Bolt is a light-weight library for deep learning. Bolt, as a universal deployment tool for all kinds of neural networks, aims to automate the deployment pipeline and achieve extreme acceleration. Bolt has been widely deployed and used in many departments of HUAWEI company, such as 2012 Laboratory, CBG and HUAWEI Product Lines. If you have questions or suggestions, you can submit issue.

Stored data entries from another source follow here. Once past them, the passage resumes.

//! Token kinds for the C-preprocessor-compatible lexer.
//!
//! A closed tag set: punctuators, operator-pair tokens,
//! the `PP_*` directive tags, literal kinds, and the sentinel kinds
//! (`INCOMPLETE_COMMENT`, `BAD_CHARS`, `EOI`, `PREPROCESSING_ERROR`).

/// A lexical token kind. Carries no payload itself — `Token` pairs a kind
/// with the owned lexeme text and the line it started on. Lexemes are owned
/// `String`s, not borrowed slices, because `IncludeState` owns its buffer via `Rc<str>`
/// and a borrowed-slice `Token` would tie the token's lifetime to that
/// buffer, which doesn't compose with macro expansion synthesizing new
/// buffers at runtime).
#[derive(Clone, Copy, Debug, PartialEq, Eq, Hash)]
pub enum TokenKind {
    // --- Literals & identifiers ---
    Identifier,
    IntLiteral,
    FloatLiteral,
    StringLiteral,

    // --- Single-char punctuators ---
    LParen,
    RParen,
    LBrace,
    RBrace,
    LBracket,
    RBracket,
    Comma,
    Semicolon,
    Colon,
    Question,
    Dot,
    Plus,
    Minus,
    Star,
    Slash,
    Percent,
    Assign,
    Lt,
    Gt,
    Bang,
    Amp,
    Pipe,
    Caret,
    Tilde,
    Hash,

    // --- Two-char (and longer) operators ---
    Shl,       // <<
    Shr,       // >>
    Le,        // <=
    Ge,        // >=
    EqEq,      // ==
    Ne,        // !=
    AndAnd,    // &&
    OrOr,      // ||
    PlusPlus,  // ++
    MinusMinus, // --
    PlusEq,    // +=
    MinusEq,   // -=
    StarEq,    // *=
    SlashEq,   // /=
    PercentEq, // %=
    ShlEq,     // <<=
    ShrEq,     // >>=
    AmpEq,     // &=
    PipeEq,    // |=
    CaretEq,   // ^=
    HashHash,  // ##

    // --- Preprocessor directive tags ---
    PpInclude,
    PpLine,
    PpDefine,
    PpUndef,
    PpIf,
    PpIfdef,
    PpIfndef,
    PpElse,
    PpElif,
    PpEndif,
    PpError,
    PpPragma,

    // --- Structural / sentinel ---
    Newline,
    /// A run of horizontal whitespace, only emitted when `report_whitespace`
    /// is set.
    Whitespace,
    IncompleteComment,
    BadChars,
    Eoi,
    PreprocessingError,
}

impl TokenKind {
    /// The directive tag for a `#`-introduced identifier, if any — promotes
    /// the next token to the corresponding `PP_*` kind.
    pub fn directive_from_name(name: &str) -> Option<TokenKind> {
        Some(match name {
            "include" => TokenKind::PpInclude,
            "line" => TokenKind::PpLine,
            "define" => TokenKind::PpDefine,
            "undef" => TokenKind::PpUndef,
            "if" => TokenKind::PpIf,
            "ifdef" => TokenKind::PpIfdef,
            "ifndef" => TokenKind::PpIfndef,
            "else" => TokenKind::PpElse,
            "elif" => TokenKind::PpElif,
            "endif" => TokenKind::PpEndif,
            "error" => TokenKind::PpError,
            "pragma" => TokenKind::PpPragma,
            _ => return None,
        })
    }
}

/// A lexed token: kind, owned lexeme text, and the 1-based line it started on.
#[derive(Clone, Debug, PartialEq)]
pub struct Token {
    pub kind: TokenKind,
    pub lexeme: String,
    pub line: u32,
}

impl Token {
    pub fn new(kind: TokenKind, lexeme: impl Into<String>, line: u32) -> Self {
        Self {
            kind,
            lexeme: lexeme.into(),
            line,
        }
    }
}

QQ群: 833345709

Why Bolt is what you need?


  • High Performance: 15%+ faster than existing open source acceleration libraries.
  • Rich Model Conversion: support Caffe, ONNX, TFLite, Tensorflow.
  • Various Inference Precision: support FP32, FP16, INT8, 1-BIT.
  • Multiple platforms: ARM CPU(v7, v8, v8.2+, v9), X86 CPU(AVX2, AVX512), GPU(Mali, Qualcomm, Intel, AMD)
  • Bolt is the first to support NLP and also supports common CV applications.
  • Minimize ROM/RAM
  • Rich Graph Optimization
  • Efficient Thread Affinity Setting
  • Auto Algorithm Tuning
  • Time-Series Data Acceleration

See more excellent features and details here

Building Status


There are some common used platform for inference. More targets can be seen from scripts/target.sh. Please make a suitable choice depending on your environment. If you want to build on-device training module, you can add --train option. If you want to use multi-threads parallel, you can add --openmp option. If you want to build for cortex-M or cortex-A7 with restricted ROM/RAM(Sensor, MCU), you can see docs/LITE.md.

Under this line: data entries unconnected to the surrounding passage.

//! Calculator AST: a closed sum type in place of a common header struct
//! with cast-based subclassing.
//!
//! Leaves that carry text (`Id`, `StrLit`) hold an owned `Rc<str>`
//! directly rather than a symbol into a shared cache — the calculator has
//! no symbol table of its own, and `Display` needs the text without an
//! extra cache parameter.

use std::fmt;
use std::rc::Rc;

#[derive(Clone, Copy, Debug, PartialEq, Eq)]
pub enum UnaryOp {
    Not,
    BitNot,
    Plus,
    Minus,
}

impl UnaryOp {
    fn symbol(self) -> &'static str {
        match self {
            UnaryOp::Not => "!",
            UnaryOp::BitNot => "~",
            UnaryOp::Plus => "+",
            UnaryOp::Minus => "-",
        }
    }
}

#[derive(Clone, Copy, Debug, PartialEq, Eq)]
pub enum BinaryOp {
    Or,
    And,
    BitOr,
    BitXor,
    BitAnd,
    Ne,
    Eq,
    Lt,
    Gt,
    Le,
    Ge,
    Shl,
    Shr,
    Sub,
    Add,
    Mod,
    Div,
    Mul,
}

impl BinaryOp {
    fn symbol(self) -> &'static str {
        match self {
            BinaryOp::Or => "||",
            BinaryOp::And => "&&",
            BinaryOp::BitOr => "|",
            BinaryOp::BitXor => "^",
            BinaryOp::BitAnd => "&",
            BinaryOp::Ne => "!=",
            BinaryOp::Eq => "==",
            BinaryOp::Lt => "<",
            BinaryOp::Gt => ">",
            BinaryOp::Le => "<=",
            BinaryOp::Ge => ">=",
            BinaryOp::Shl => "<<",
            BinaryOp::Shr => ">>",
            BinaryOp::Sub => "-",
            BinaryOp::Add => "+",
            BinaryOp::Mod => "%",
            BinaryOp::Div => "/",
            BinaryOp::Mul => "*",
        }
    }
}

/// Unary/binary/ternary nodes and identifier/literal leaves.
#[derive(Clone, Debug)]
pub enum Expr {
    Unary(UnaryOp, Box<Expr>),
    Binary(BinaryOp, Box<Expr>, Box<Expr>),
    Ternary(Box<Expr>, Box<Expr>, Box<Expr>),
    Id(Rc<str>),
    IntLit(i64),
    FloatLit(f64),
    StrLit(Rc<str>),
}

impl Expr {
    /// Numeric evaluation: arithmetic in `f64`; bitwise,
    /// shift, and modulo coerce to `i64` then back to `f64`; logical ops
    /// yield 1.0/0.0; `a ? b : c` picks by `a != 0.0`. Division by zero
    /// and out-of-range shifts are deliberately left unchecked.
    pub fn eval(&self) -> f64 {
        match self {
            Expr::IntLit(v) => *v as f64,
            Expr::FloatLit(v) => *v,
            // Neither identifiers nor string literals carry a numeric
            // value in this calculator; both evaluate to 0, matching how
            // an unresolved identifier evaluates in a `#if` expression.
            Expr::Id(_) | Expr::StrLit(_) => 0.0,
            Expr::Unary(op, child) => {
                let v = child.eval();
                match op {
                    UnaryOp::Plus => v,
                    UnaryOp::Minus => -v,
                    UnaryOp::Not => bool_f64(v == 0.0),
                    UnaryOp::BitNot => !as_i64(v) as f64,
                }
            }
            Expr::Binary(op, l, r) => {
                let lv = l.eval();
                let rv = r.eval();
                match op {
                    BinaryOp::Add => lv + rv,
                    BinaryOp::Sub => lv - rv,
                    BinaryOp::Mul => lv * rv,
                    BinaryOp::Div => lv / rv,
                    BinaryOp::Mod => as_i64(lv).checked_rem(as_i64(rv)).unwrap_or(0) as f64,
                    BinaryOp::Shl => as_i64(lv).wrapping_shl(as_i64(rv) as u32) as f64,
                    BinaryOp::Shr => as_i64(lv).wrapping_shr(as_i64(rv) as u32) as f64,
                    BinaryOp::BitOr => (as_i64(lv) | as_i64(rv)) as f64,
                    BinaryOp::BitXor => (as_i64(lv) ^ as_i64(rv)) as f64,
                    BinaryOp::BitAnd => (as_i64(lv) & as_i64(rv)) as f64,
                    BinaryOp::Eq => bool_f64(lv == rv),
                    BinaryOp::Ne => bool_f64(lv != rv),
                    BinaryOp::Lt => bool_f64(lv < rv),
                    BinaryOp::Gt => bool_f64(lv > rv),
                    BinaryOp::Le => bool_f64(lv <= rv),
                    BinaryOp::Ge => bool_f64(lv >= rv),
                    BinaryOp::Or => bool_f64(lv != 0.0 || rv != 0.0),
                    BinaryOp::And => bool_f64(lv != 0.0 && rv != 0.0),
                }
            }
            Expr::Ternary(cond, then_branch, else_branch) => {
                if cond.eval() != 0.0 {
                    then_branch.eval()
                } else {
                    else_branch.eval()
                }
            }
        }
    }
}

fn as_i64(v: f64) -> i64 {
    v as i64
}

fn bool_f64(b: bool) -> f64 {
    if b {
        1.0
    } else {
        0.0
    }
}

impl fmt::Display for Expr {
    fn fmt(&self, f: &mut fmt::Formatter<'_>) -> fmt::Result {
        match self {
            Expr::IntLit(v) => write!(f, "{v}"),
            Expr::FloatLit(v) => write!(f, "{v}"),
            Expr::StrLit(s) => write!(f, "\"{s}\""),
            Expr::Id(name) => write!(f, "{name}"),
            Expr::Unary(op, child) => write!(f, "({} {child})", op.symbol()),
            Expr::Binary(op, l, r) => write!(f, "({} {l} {r})", op.symbol()),
            Expr::Ternary(c, t, e) => write!(f, "(?: {c} {t} {e})"),
        }
    }
}

#[cfg(test)]
mod tests {
    use super::*;

    #[test]
    fn arithmetic_is_done_in_f64() {
        let e = Expr::Binary(
            BinaryOp::Add,
            Box::new(Expr::IntLit(1)),
            Box::new(Expr::Binary(BinaryOp::Mul, Box::new(Expr::IntLit(2)), Box::new(Expr::IntLit(3)))),
        );
        assert_eq!(e.eval(), 7.0);
    }

    #[test]
    fn ternary_picks_by_nonzero_condition() {
        let e = Expr::Ternary(
            Box::new(Expr::Binary(BinaryOp::Lt, Box::new(Expr::IntLit(1)), Box::new(Expr::IntLit(2)))),
            Box::new(Expr::IntLit(10)),
            Box::new(Expr::IntLit(20)),
        );
        assert_eq!(e.eval(), 10.0);
    }

    #[test]
    fn modulo_coerces_through_i64() {
        let e = Expr::Binary(BinaryOp::Mod, Box::new(Expr::IntLit(5)), Box::new(Expr::IntLit(2)));
        assert_eq!(e.eval(), 1.0);
    }

    #[test]
    fn bitnot_coerces_through_i64() {
        let e = Expr::Unary(UnaryOp::BitNot, Box::new(Expr::IntLit(0)));
        assert_eq!(e.eval(), -1.0);
    }

    #[test]
    fn display_prints_a_structural_prefix_form() {
        let e = Expr::Binary(BinaryOp::Add, Box::new(Expr::IntLit(1)), Box::new(Expr::IntLit(2)));
        assert_eq!(e.to_string(), "(+ 1 2)");
    }
}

Bolt defaultly link static library, This may cause some problem on some platforms. You can use --shared option to link shared library.

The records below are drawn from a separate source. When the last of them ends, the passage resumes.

//! Macro table: 256-bucket hashed map from identifier to [`Define`].

use fax_util::pool::{Pool, PoolHandle};
use fax_util::symbol::djb2_xor_hash;

const BUCKET_COUNT: usize = 256;

/// A macro-table entry. Object-like macros have `paramcount == 0`;
/// function-like macros with zero formal parameters (`#define a()`) use
/// `paramcount == -1`; function-like macros with N parameters use N.
#[derive(Clone, Debug)]
pub struct Define {
    pub identifier: String,
    pub definition: String,
    pub original: Option<String>,
    pub parameters: Vec<String>,
    pub paramcount: i32,
}

impl Define {
    pub fn object_like(identifier: impl Into<String>, definition: impl Into<String>) -> Self {
        Self {
            identifier: identifier.into(),
            definition: definition.into(),
            original: None,
            parameters: Vec::new(),
            paramcount: 0,
        }
    }

    pub fn is_function_like(&self) -> bool {
        self.paramcount != 0
    }

    pub fn param_index(&self, name: &str) -> Option<usize> {
        self.parameters.iter().position(|p| p == name)
    }
}

fn bucket_index(name: &str) -> usize {
    (djb2_xor_hash(name.as_bytes()) as usize) & (BUCKET_COUNT - 1)
}

/// Hash-chained macro table, pool-backed for handle reuse.
pub struct MacroTable {
    pool: Pool<Define>,
    buckets: Vec<Vec<PoolHandle>>,
}

impl MacroTable {
    pub fn new() -> Self {
        Self {
            pool: Pool::new(),
            buckets: vec![Vec::new(); BUCKET_COUNT],
        }
    }

    /// Insert at the head of its chain. Re-definition of an existing name
    /// is rejected rather than silently replaced.
    pub fn add_define(&mut self, define: Define) -> Result<(), Define> {
        if self.find_define(&define.identifier).is_some() {
            return Err(define);
        }
        let bucket = bucket_index(&define.identifier);
        let handle = self.pool.alloc(define);
        self.buckets[bucket].insert(0, handle);
        Ok(())
    }

    pub fn find_define(&self, name: &str) -> Option<&Define> {
        let bucket = &self.buckets[bucket_index(name)];
        bucket
            .iter()
            .map(|&h| self.pool.get(h))
            .find(|d| d.identifier == name)
    }

    /// Unlinks and pools the node. Returns whether a mapping existed.
    pub fn remove_define(&mut self, name: &str) -> bool {
        let bucket_idx = bucket_index(name);
        let bucket = &mut self.buckets[bucket_idx];
        if let Some(pos) = bucket
            .iter()
            .position(|&h| self.pool.get(h).identifier == name)
        {
            let handle = bucket.remove(pos);
            self.pool.free(handle);
            true
        } else {
            false
        }
    }
}

impl Default for MacroTable {
    fn default() -> Self {
        Self::new()
    }
}

#[cfg(test)]
mod tests {
    use super::*;

    #[test]
    fn add_then_find() {
        let mut table = MacroTable::new();
        table.add_define(Define::object_like("A", "2")).unwrap();
        assert_eq!(table.find_define("A").unwrap().definition, "2");
    }

    #[test]
    fn duplicate_define_is_rejected() {
        let mut table = MacroTable::new();
        table.add_define(Define::object_like("A", "1")).unwrap();
        let err = table.add_define(Define::object_like("A", "2"));
        assert!(err.is_err());
    }

    #[test]
    fn undef_then_redefine_succeeds() {
        let mut table = MacroTable::new();
        table.add_define(Define::object_like("A", "1")).unwrap();
        assert!(table.remove_define("A"));
        assert!(table.find_define("A").is_none());
        table.add_define(Define::object_like("A", "2")).unwrap();
        assert_eq!(table.find_define("A").unwrap().definition, "2");
    }

    #[test]
    fn define_then_undef_is_identity() {
        let mut table = MacroTable::new();
        table.add_define(Define::object_like("X", "Y")).unwrap();
        table.remove_define("X");
        assert!(table.find_define("X").is_none());
    }
}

target platform precision build command Linux Windows MacOS
Android(armv7) fp32,int8 ./install.sh --target=android-armv7 Build Status Build Status Build Status
Android(armv8) fp32,int8 ./install.sh --target=android-aarch64 --fp16=off Build Status Build Status Build Status
Android(armv8.2+) fp32,fp16,int8,bnn ./install.sh --target=android-aarch64 Build Status Build Status Build Status
Android(armv9) fp32,fp16,bf16,int8,bnn ./install.sh --target=android-aarch64_v9 Build Status Build Status Build Status
Android(gpu) fp16 ./install.sh --target=android-aarch64 --gpu Build Status Build Status Build Status
Android(x86_64) fp32,int8 ./install.sh --target=android-x86_64 Build Status Build Status Build Status
iOS(armv7) fp32,int8 ./install.sh --target=ios-armv7 / / Build Status
iOS(armv8) fp32,int8 ./install.sh --target=ios-aarch64 --fp16=off / / Build Status
iOS(armv8.2+) fp32,fp16,int8,bnn ./install.sh --target=ios-aarch64 / / Build Status
Linux(armv7) fp32,int8 ./install.sh --target=linux-armv7_blank Build Status / /
Linux(armv8) fp32,int8 ./install.sh --target=linux-aarch64_blank --fp16=off Build Status / /
Linux(armv8.2+) fp32,fp16,int8,bnn ./install.sh --target=linux-aarch64_blank Build Status / /
Linux(x86_64) fp32,int8 ./install.sh --target=linux-x86_64 Build Status / /
Linux(x86_64_avx2) fp32 ./install.sh --target=linux-x86_64_avx2 Build Status / /
Linux(x86_64_avx512) fp32,int8 ./install.sh --target=linux-x86_64_avx512 Build Status / /
Windows(x86_64) fp32,int8 ./install.sh --target=windows-x86_64 / Build Status /
Windows(x86_64_avx2) fp32 ./install.sh --target=windows-x86_64_avx2 / Build Status /
Windows(gpu) fp16 ./install.sh --target=windows-x86_64_avx2 --gpu --fp16=on / Build Status /
Windows(x86_64_avx512) fp32,int8 ./install.sh --target=windows-x86_64_avx512 / Build Status /
Windows(armv8.2+) fp32,fp16,int8,bnn ./install.sh --target=windows-aarch64 / / Build Status
MacOS(x86_64) fp32,int8 ./install.sh --target=macos-x86_64 / / Build Status
MacOS(x86_64_avx2) fp32 ./install.sh --target=macos-x86_64_avx2 / / Build Status
MacOS(x86_64_avx512) fp32,int8 ./install.sh --target=macos-x86_64_avx512 / / Build Status
MacOS(armv8.2+) fp32,fp16,int8,bnn ./install.sh --target=macos-aarch64 / / Build Status

Quick Start


Two steps to get started with bolt.
  1. Conversion: use X2bolt to convert your model from caffe, onnx, tflite or tensorflow to .bolt file;

  2. Inference: run benchmark with .bolt and data to get the inference result.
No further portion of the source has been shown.